My eyes drank in the sight of her. My senses were ravenous for her. And the gaping open wound in my heart oozed fresh.
She was looking down at her phone. Her long blond hair fell on either side of her face. I couldn’t see her expression, her hair obscuring her. But I could tell by her body language that she was uncomfortable. That maybe she didn’t want to be here at all.
I thought about turning around and walking back inside. That maybe as much as I wanted to be, I just wasn’t ready for all of this.
The sight of her set off a thousand urges I had been trying hard to suppress. The need for the drugs. The desire to lose myself in the soft waiting oblivion of a handful of pills. Anything to feel numb. But the loudest urge of all was the one that practically begged me to grab her and run far, far away. To forget all of this stupid rehab shit and to bury myself in her and never let go again.
“Are you all right?” Stacey asked, and I felt annoyed by the question. Fuck no, I wasn’t all right! I was losing my goddamned mind!
I nodded though and headed across the grass toward the table where the woman I loved sat oblivious to the insanity she had let loose inside me simply by showing up as I had asked her to.
She was still peering down at her phone when I approached the table. I pulled out the chair opposite her and sat down. Finally she looked up and I could see her face for the first time. Her blue eyes widened as she took me in.
I knew what she saw. I had lost a lot of weight. Withdrawals will do that. My face had always been angular, but now my cheekbones were more pronounced. My hair was longer, almost hitting my collar. But at least I had lost the dark shadows that had always ringed my eyes, and the sallow pallor of my skin had disappeared.
“Hey,” she said softly, and the knot in my stomach loosened a bit.

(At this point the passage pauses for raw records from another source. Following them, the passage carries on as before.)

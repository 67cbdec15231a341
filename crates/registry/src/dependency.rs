//! Dependency resolution for tasks.
//!
//! Dependencies are name references. A name is satisfied when some task in
//! the collection matches it (case-insensitively) and is completed; a name
//! with no matching task is simply unsatisfied.

use taskman_core::Task;

/// Result of dependency resolution.
#[derive(Debug, Clone, PartialEq, Eq)]
pub enum Resolution {
    /// All dependencies satisfied, ready to execute
    Ready,
    /// Blocked by these dependency names
    Blocked(Vec<String>),
}

impl Resolution {
    /// Whether the task can be executed.
    pub fn is_ready(&self) -> bool {
        matches!(self, Self::Ready)
    }
}

/// Resolves task dependencies against a task collection.
#[derive(Debug, Clone, Copy, Default)]
pub struct DependencyResolver;

impl DependencyResolver {
    /// Create a new resolver.
    pub fn new() -> Self {
        Self
    }

    /// Check whether `task`'s dependencies are satisfied within `tasks`.
    pub fn check(&self, tasks: &[Task], task: &Task) -> Resolution {
        let blocked = self.unsatisfied(tasks, task);
        if blocked.is_empty() {
            Resolution::Ready
        } else {
            Resolution::Blocked(blocked)
        }
    }

    /// Dependency names of `task` with no completed match, in declared order.
    pub fn unsatisfied(&self, tasks: &[Task], task: &Task) -> Vec<String> {
        task.dependencies()
            .iter()
            .filter(|dep| !is_satisfied(tasks, dep))
            .cloned()
            .collect()
    }

    /// True when `task` has no dependencies or all of them are satisfied.
    pub fn is_executable(&self, tasks: &[Task], task: &Task) -> bool {
        task.dependencies().iter().all(|dep| is_satisfied(tasks, dep))
    }
}

fn is_satisfied(tasks: &[Task], dependency: &str) -> bool {
    tasks
        .iter()
        .any(|t| t.is_completed() && t.matches_name(dependency))
}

“You came,” I said, smiling. I glanced down at her hands and saw that they were clenched tightly around her phone as if she would break it. She looked terrified. I wanted to reach out and take her hands but figured that would be pushing things. We weren’t together anymore. Aubrey wasn’t my girlfriend. I had no right to touch her, no matter how much I wanted to.
“I did. Though I’m not sure I should have,” she muttered, looking away. She fidgeted in her seat. Her anxiety was putting me on edge.

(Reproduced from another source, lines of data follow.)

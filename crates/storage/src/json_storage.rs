//! JSON file storage implementation.
//!
//! The whole task list lives in a single JSON array, one record per task,
//! indented with four spaces.

use std::path::{Path, PathBuf};

use serde::Serialize;
use taskman_core::Task;
use tokio::fs;
use tracing::debug;

use super::{Result, Storage};

/// File-based JSON storage backend.
#[derive(Debug, Clone)]
pub struct JsonStorage {
    path: PathBuf,
}

impl JsonStorage {
    /// Create storage backed by the file at `path`. Nothing is touched on disk
    /// until the first save.
    pub fn new(path: impl AsRef<Path>) -> Self {
        Self {
            path: path.as_ref().to_path_buf(),
        }
    }

    /// Location of the backing file.
    pub fn path(&self) -> &Path {
        &self.path
    }

    fn temp_path(&self) -> PathBuf {
        let mut name = self
            .path
            .file_name()
            .map(|n| n.to_os_string())
            .unwrap_or_else(|| "tasks.json".into());
        name.push(".tmp");
        self.path.with_file_name(name)
    }
}

#[async_trait::async_trait]
impl Storage for JsonStorage {
    async fn load(&self) -> Result<Vec<Task>> {
        let tasks: Vec<Task> = read_json(&self.path).await?.unwrap_or_default();
        debug!("Loaded {} tasks from {}", tasks.len(), self.path.display());
        Ok(tasks)
    }

    async fn save(&mut self, tasks: &[Task]) -> Result<()> {
        if let Some(parent) = self.path.parent() {
            if !parent.as_os_str().is_empty() {
                fs::create_dir_all(parent).await?;
            }
        }

        let json = to_json_pretty(tasks)?;

        // Write a sibling file first so a failed write never truncates the store.
        let tmp = self.temp_path();
        fs::write(&tmp, &json).await?;
        if let Err(e) = fs::rename(&tmp, &self.path).await {
            let _ = fs::remove_file(&tmp).await;
            return Err(e.into());
        }

        debug!("Saved {} tasks to {}", tasks.len(), self.path.display());
        Ok(())
    }
}

fn to_json_pretty<T: Serialize + ?Sized>(value: &T) -> Result<Vec<u8>> {
    let mut buf = Vec::new();
    let formatter = serde_json::ser::PrettyFormatter::with_indent(b"    ");
    let mut ser = serde_json::Serializer::with_formatter(&mut buf, formatter);
    value.serialize(&mut ser)?;
    buf.push(b'\n');
    Ok(buf)
}

async fn read_json<T: serde::de::DeserializeOwned>(path: &Path) -> Result<Option<T>> {
    match fs::read_to_string(path).await {
        Ok(json) if json.trim().is_empty() => Ok(None),
        Ok(json) => {
            let value = serde_json::from_str(&json)?;
            Ok(Some(value))
        }
        Err(e) if e.kind() == std::io::ErrorKind::NotFound => Ok(None),
        Err(e) => Err(e.into()),
    }
}

#[cfg(test)]
mod tests {
    use super::*;
    use crate::StorageError;

    fn sample_tasks() -> Vec<Task> {
        vec![
            Task::new("A", 2, "2024-01-10", vec![]).unwrap().with_completed(true),
            Task::new("B", 1, "2024-01-05", vec!["A".into()]).unwrap(),
        ]
    }

    #[tokio::test]
    async fn test_missing_file_loads_empty() {
        let dir = tempfile::tempdir().unwrap();
        let storage = JsonStorage::new(dir.path().join("tasks.json"));
        assert!(storage.load().await.unwrap().is_empty());
    }

    #[tokio::test]
    async fn test_save_then_load() {
        let dir = tempfile::tempdir().unwrap();
        let mut storage = JsonStorage::new(dir.path().join("tasks.json"));

        let tasks = sample_tasks();
        storage.save(&tasks).await.unwrap();

        let loaded = storage.load().await.unwrap();
        assert_eq!(loaded, tasks);
        assert!(!storage.temp_path().exists());
    }

    #[tokio::test]
    async fn test_save_creates_parent_dirs() {
        let dir = tempfile::tempdir().unwrap();
        let path = dir.path().join("nested").join("deeper").join("tasks.json");
        let mut storage = JsonStorage::new(&path);

        storage.save(&sample_tasks()).await.unwrap();
        assert!(path.exists());
    }

    #[tokio::test]
    async fn test_file_format() {
        let dir = tempfile::tempdir().unwrap();
        let path = dir.path().join("tasks.json");
        let mut storage = JsonStorage::new(&path);
        storage.save(&sample_tasks()).await.unwrap();

        let text = std::fs::read_to_string(&path).unwrap();
        assert!(text.contains("\n    {\n        \"name\": \"A\""));

        let value: serde_json::Value = serde_json::from_str(&text).unwrap();
        assert_eq!(value[1]["due_date"], "2024-01-05");
        assert_eq!(value[1]["dependencies"], serde_json::json!(["A"]));
        assert_eq!(value[0]["completed"], true);
    }

    #[tokio::test]
    async fn test_empty_file_loads_empty() {
        let dir = tempfile::tempdir().unwrap();
        let path = dir.path().join("tasks.json");
        std::fs::write(&path, "  \n").unwrap();

        let storage = JsonStorage::new(&path);
        assert!(storage.load().await.unwrap().is_empty());
    }

    #[tokio::test]
    async fn test_invalid_record_is_json_error() {
        let dir = tempfile::tempdir().unwrap();
        let path = dir.path().join("tasks.json");
        std::fs::write(
            &path,
            r#"[{"name": "A", "priority": 1, "due_date": "2024-02-30"}]"#,
        )
        .unwrap();

        let storage = JsonStorage::new(&path);
        let err = storage.load().await.unwrap_err();
        assert!(matches!(err, StorageError::Json(_)));
    }

    #[tokio::test]
    async fn test_save_into_file_path_fails() {
        let dir = tempfile::tempdir().unwrap();
        let blocker = dir.path().join("not-a-dir");
        std::fs::write(&blocker, "").unwrap();

        let mut storage = JsonStorage::new(blocker.join("tasks.json"));
        let err = storage.save(&sample_tasks()).await.unwrap_err();
        assert!(matches!(err, StorageError::Io(_)));
    }
}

“Well, why did you?” I asked her pointedly, wanting to get past this awkward discomfort as quickly as possible.
“Because I needed to see you . . . one last time. You know, to make sure you were all right,” she said, rushing through her words as though they would bite her.
One last time . . .
I held my arms out. “Well, look away, Aubrey. Because I’m alive and breathing.” I wished I could curb the sarcasm, but her answer bothered me. What had I expected? Her to tell me she couldn’t stay away from me? That she had been wrong and wanted to be with me again? Had I really thought this would be our new beginning?
“You look . . . better,” Aubrey said, taking in my appearance. I wanted to know what she thought as she looked at me. I wanted to know whether when she saw me, she remembered everything as clearly as I did. I wanted to know if when she looked in my eyes she saw the man she loved or if she even felt that way toward me at all anymore.
“I guess so. I feel . . . better,” I responded.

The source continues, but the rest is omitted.